Every entry below needs to be repeated exactly.

⟨

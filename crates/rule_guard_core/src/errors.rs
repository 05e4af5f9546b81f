//! Error types for the validation core.
//!
//! Parse errors are scoped to one rule file and recorded on its report; the
//! run continues with the remaining files. Configuration errors (unknown
//! validator type, malformed parameters) are raised before any file is
//! processed and abort the run.

use thiserror::Error;

#[cfg(test)]
#[path = "errors_tests.rs"]
mod tests;

/// Errors raised while parsing rule files.
#[derive(Error, Debug)]
pub enum ParseError {
    /// The rule file could not be read from disk.
    #[error("Failed to read rule file {path}: {source}")]
    FileRead {
        path: String,
        source: std::io::Error,
    },

    /// The rule file is not valid YAML or does not match the expected
    /// schema.
    #[error("Failed to parse rule file {path}: {reason}")]
    InvalidYaml { path: String, reason: String },

    /// A rule group declares `source_tenants` but tenant support was not
    /// enabled for this run.
    #[error("Rule group `{group}` in {path} declares source_tenants but tenant support is not enabled")]
    SourceTenantsDisabled { path: String, group: String },
}

/// Errors raised while building validators from configuration.
///
/// These are fatal: they surface before any file is validated.
#[derive(Error, Debug)]
pub enum ConfigError {
    /// The configuration names a validator type that does not exist.
    #[error("Unknown validator type `{validator_type}`")]
    UnknownValidatorType { validator_type: String },

    /// A validator's parameters are missing, malformed, or carry unknown
    /// fields.
    #[error("Invalid parameters for validator `{validator_type}`: {reason}")]
    InvalidParams {
        validator_type: String,
        reason: String,
    },
}

/// A duration string that is not a valid Prometheus duration.
#[derive(Error, Debug, PartialEq, Eq)]
#[error("`{0}` is not a valid duration (expected e.g. `30s`, `5m`, `1h30m`)")]
pub struct InvalidDuration(pub String);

⟩

◆ Solution to this problem ◆
filename crates/rule_guard_core/src/errors.rs
repository 05e4af5f9546b81f
//! Error types for the validation core.
//!
//! Parse errors are scoped to one rule file and recorded on its report; the
//! run continues with the remaining files. Configuration errors (unknown
//! validator type, malformed parameters) are raised before any file is
//! processed and abort the run.

use thiserror::Error;

#[cfg(test)]
#[path = "errors_tests.rs"]
mod tests;

/// Errors raised while parsing rule files.
#[derive(Error, Debug)]
pub enum ParseError {
    /// The rule file could not be read from disk.
    #[error("Failed to read rule file {path}: {source}")]
    FileRead {
        path: String,
        source: std::io::Error,
    },

    /// The rule file is not valid YAML or does not match the expected
    /// schema.
    #[error("Failed to parse rule file {path}: {reason}")]
    InvalidYaml { path: String, reason: String },

    /// A rule group declares `source_tenants` but tenant support was not
    /// enabled for this run.
    #[error("Rule group `{group}` in {path} declares source_tenants but tenant support is not enabled")]
    SourceTenantsDisabled { path: String, group: String },
}

/// Errors raised while building validators from configuration.
///
/// These are fatal: they surface before any file is validated.
#[derive(Error, Debug)]
pub enum ConfigError {
    /// The configuration names a validator type that does not exist.
    #[error("Unknown validator type `{validator_type}`")]
    UnknownValidatorType { validator_type: String },

    /// A validator's parameters are missing, malformed, or carry unknown
    /// fields.
    #[error("Invalid parameters for validator `{validator_type}`: {reason}")]
    InvalidParams {
        validator_type: String,
        reason: String,
    },
}

/// A duration string that is not a valid Prometheus duration.
#[derive(Error, Debug, PartialEq, Eq)]
#[error("`{0}` is not a valid duration (expected e.g. `30s`, `5m`, `1h30m`)")]
pub struct InvalidDuration(pub String);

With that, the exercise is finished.